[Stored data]
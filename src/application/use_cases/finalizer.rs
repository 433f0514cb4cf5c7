use chrono::Utc;
use std::sync::Arc;

use crate::{
    app_error::AppResult,
    application::use_cases::{
        billing::{add_one_month_clamped, CycleAdvance, NewSubscriptionInvoice,
            SubscriptionInvoiceRepo, SubscriptionRepo},
        gateway_factory::GatewayFactory,
        membership::MembershipUseCases,
        orders::{CartRepo, NewOrder, OrderRepo},
        voucher_qr::{NewOwnedVoucher, VoucherRepo},
    },
    domain::entities::{
        order::{OrderItem, PaymentLink},
        payment_intent::{IntentKind, PaymentIntent},
        subscription::InvoiceStatus,
    },
};

/// The idempotent dispatcher: given a PaymentIntent the caller has just
/// atomically claimed as paid, performs exactly the correct fulfillment
/// side effect for its kind. The finalizer never retries; redelivery is
/// the webhook/scheduler's concern and every entry point races on the
/// same claim before reaching here.
#[derive(Clone)]
pub struct Finalizer {
    carts: Arc<dyn CartRepo>,
    orders: Arc<dyn OrderRepo>,
    vouchers: Arc<dyn VoucherRepo>,
    membership: Arc<MembershipUseCases>,
    subs: Arc<dyn SubscriptionRepo>,
    invoices: Arc<dyn SubscriptionInvoiceRepo>,
    gateways: Arc<GatewayFactory>,
}

impl Finalizer {
    pub fn new(
        carts: Arc<dyn CartRepo>,
        orders: Arc<dyn OrderRepo>,
        vouchers: Arc<dyn VoucherRepo>,
        membership: Arc<MembershipUseCases>,
        subs: Arc<dyn SubscriptionRepo>,
        invoices: Arc<dyn SubscriptionInvoiceRepo>,
        gateways: Arc<GatewayFactory>,
    ) -> Self {
        Self {
            carts,
            orders,
            vouchers,
            membership,
            subs,
            invoices,
            gateways,
        }
    }

    pub async fn fulfill(&self, intent: &PaymentIntent) -> AppResult<()> {
        match intent.kind {
            IntentKind::MembershipPurchase => self.fulfill_membership(intent).await,
            IntentKind::ProviderPurchase if intent.voucher_payload.is_some() => {
                self.fulfill_voucher(intent).await
            }
            IntentKind::ProviderPurchase => self.fulfill_cart(intent).await,
            IntentKind::SubscriptionCharge => self.fulfill_subscription_charge(intent).await,
            IntentKind::UpgradeProration => self.fulfill_upgrade(intent).await,
        }
    }

    async fn fulfill_membership(&self, intent: &PaymentIntent) -> AppResult<()> {
        let Some(membership_payment_id) = intent.membership_payment_id else {
            tracing::warn!(
                intent_id = %intent.id,
                "Membership intent without a payment link, nothing to fulfill"
            );
            return Ok(());
        };
        self.membership
            .apply_paid_payment(membership_payment_id)
            .await
    }

    async fn fulfill_voucher(&self, intent: &PaymentIntent) -> AppResult<()> {
        let Some(payload) = intent.voucher_payload.as_ref() else {
            tracing::warn!(intent_id = %intent.id, "Voucher intent without a payload");
            return Ok(());
        };
        let Some(owner_user_id) = intent.actor.user_id() else {
            tracing::warn!(
                intent_id = %intent.id,
                "Voucher purchase by a guest session, nothing to fulfill"
            );
            return Ok(());
        };
        let Some(provider_id) = intent.provider_id else {
            tracing::warn!(intent_id = %intent.id, "Voucher intent without a provider");
            return Ok(());
        };

        let face_major = payload.face_value_cents / 100;
        let voucher = self
            .vouchers
            .create_owned(&NewOwnedVoucher {
                provider_id,
                owner_user_id,
                name: format!(
                    "{} {}{} voucher",
                    payload.provider_name, intent.currency, face_major
                ),
                provider_name: payload.provider_name.clone(),
                logo_url: payload.logo_url.clone(),
                currency: intent.currency.clone(),
                face_value_cents: payload.face_value_cents,
                price_cents: intent.amount_cents,
                valid_until: None,
            })
            .await?;

        tracing::info!(
            intent_id = %intent.id,
            voucher_id = %voucher.id,
            owner_user_id = %owner_user_id,
            "Voucher issued"
        );
        Ok(())
    }

    async fn fulfill_cart(&self, intent: &PaymentIntent) -> AppResult<()> {
        let cart = self.carts.get_for_actor(&intent.actor).await?;
        let items: Vec<OrderItem> = cart
            .map(|cart| {
                cart.items
                    .iter()
                    .map(|item| OrderItem {
                        product_id: item.product_id,
                        name: item.name.clone(),
                        image_url: item.image_url.clone(),
                        price_cents: item.price_cents,
                        quantity: item.quantity,
                    })
                    .collect()
            })
            .unwrap_or_default();

        if items.is_empty() {
            // The cart mutated between charge creation and confirmation;
            // the money is captured but there is nothing to fulfill.
            // Policy: refund and create no order.
            self.refund_empty_cart(intent).await;
            return Ok(());
        }

        let provider_id = match intent.provider_id {
            Some(id) => id,
            None => {
                tracing::warn!(intent_id = %intent.id, "Cart intent without a provider");
                return Ok(());
            }
        };

        let order = self
            .orders
            .create(&NewOrder {
                actor: intent.actor.clone(),
                provider_id,
                items,
                total_cents: intent.amount_cents,
                payment: PaymentLink {
                    gateway: intent.gateway,
                    payment_intent_id: intent.id,
                    paid_at: intent.paid_at.unwrap_or_else(Utc::now),
                },
            })
            .await?;
        self.carts.clear_for_actor(&intent.actor).await?;

        tracing::info!(
            intent_id = %intent.id,
            order_id = %order.id,
            total_cents = order.total_cents,
            "Order created from cart"
        );
        Ok(())
    }

    async fn refund_empty_cart(&self, intent: &PaymentIntent) {
        tracing::warn!(
            intent_id = %intent.id,
            amount_cents = intent.amount_cents,
            "Cart empty at finalization, refunding captured amount"
        );
        let Some(external_reference) = intent.external_reference.as_deref() else {
            tracing::error!(
                intent_id = %intent.id,
                "Paid intent has no external reference, cannot refund"
            );
            return;
        };
        match self.gateways.get(intent.gateway) {
            Ok(adapter) => {
                if let Err(error) = adapter.refund(external_reference, intent.amount_cents).await {
                    tracing::error!(
                        intent_id = %intent.id,
                        error = %error,
                        "Refund for empty-cart intent failed, leaving for manual review"
                    );
                }
            }
            Err(error) => {
                tracing::error!(intent_id = %intent.id, error = %error, "No adapter for refund");
            }
        }
    }

    /// Record the paid invoice and advance the billing cycle. The unique
    /// (subscription_id, billing_cycle) key makes this safe against both
    /// webhook replays and overlapping scheduler runs.
    async fn fulfill_subscription_charge(&self, intent: &PaymentIntent) -> AppResult<()> {
        let Some(subscription_id) = intent.subscription_id else {
            tracing::warn!(intent_id = %intent.id, "Subscription charge without a link");
            return Ok(());
        };
        let Some(subscription) = self.subs.get(subscription_id).await? else {
            tracing::warn!(
                intent_id = %intent.id,
                subscription_id = %subscription_id,
                "Paid charge references a missing subscription"
            );
            return Ok(());
        };

        let created = self
            .invoices
            .try_create(&NewSubscriptionInvoice {
                subscription_id: subscription.id,
                payment_intent_id: intent.id,
                billing_cycle: subscription.current_cycle,
                amount_cents: intent.amount_cents,
                status: InvoiceStatus::Paid,
                billed_at: intent.paid_at.unwrap_or_else(Utc::now),
            })
            .await?;
        if !created {
            tracing::debug!(
                subscription_id = %subscription.id,
                billing_cycle = subscription.current_cycle,
                "Cycle already invoiced, not advancing twice"
            );
            return Ok(());
        }

        // A queued downgrade takes effect here, at the cycle boundary.
        let (plan_id, amount_cents, clear_pending) = match subscription.pending_change {
            Some(change) => (change.plan_id, change.amount_cents, true),
            None => (subscription.plan_id, subscription.amount_cents, false),
        };

        self.subs
            .advance_cycle(
                subscription.id,
                &CycleAdvance {
                    current_cycle: subscription.current_cycle + 1,
                    next_billing_at: add_one_month_clamped(subscription.next_billing_at),
                    plan_id,
                    amount_cents,
                    clear_pending,
                },
            )
            .await?;

        tracing::info!(
            subscription_id = %subscription.id,
            billing_cycle = subscription.current_cycle,
            downgrade_applied = clear_pending,
            "Billing cycle advanced"
        );
        Ok(())
    }

    /// Apply the upgrade the proration intent paid for.
    async fn fulfill_upgrade(&self, intent: &PaymentIntent) -> AppResult<()> {
        let (Some(subscription_id), Some(change)) = (intent.subscription_id, intent.upgrade_to)
        else {
            tracing::warn!(intent_id = %intent.id, "Upgrade intent without a target plan");
            return Ok(());
        };
        self.subs
            .apply_plan_now(subscription_id, change.plan_id, change.amount_cents)
            .await?;
        tracing::info!(
            subscription_id = %subscription_id,
            plan_id = %change.plan_id,
            "Upgrade applied"
        );
        Ok(())
    }
}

> _PROBLEM TO WORK ON_
Go through the data above from its first line and copy each line exactly, stopping once the line with "the correct fulfillment" has been copied.

> _WRITTEN SOLUTION_
filename src/application/use_cases/finalizer.rs
repository 433f0514cb4cf5c7
use chrono::Utc;
use std::sync::Arc;

use crate::{
    app_error::AppResult,
    application::use_cases::{
        billing::{add_one_month_clamped, CycleAdvance, NewSubscriptionInvoice,
            SubscriptionInvoiceRepo, SubscriptionRepo},
        gateway_factory::GatewayFactory,
        membership::MembershipUseCases,
        orders::{CartRepo, NewOrder, OrderRepo},
        voucher_qr::{NewOwnedVoucher, VoucherRepo},
    },
    domain::entities::{
        order::{OrderItem, PaymentLink},
        payment_intent::{IntentKind, PaymentIntent},
        subscription::InvoiceStatus,
    },
};

/// The idempotent dispatcher: given a PaymentIntent the caller has just
/// atomically claimed as paid, performs exactly the correct fulfillment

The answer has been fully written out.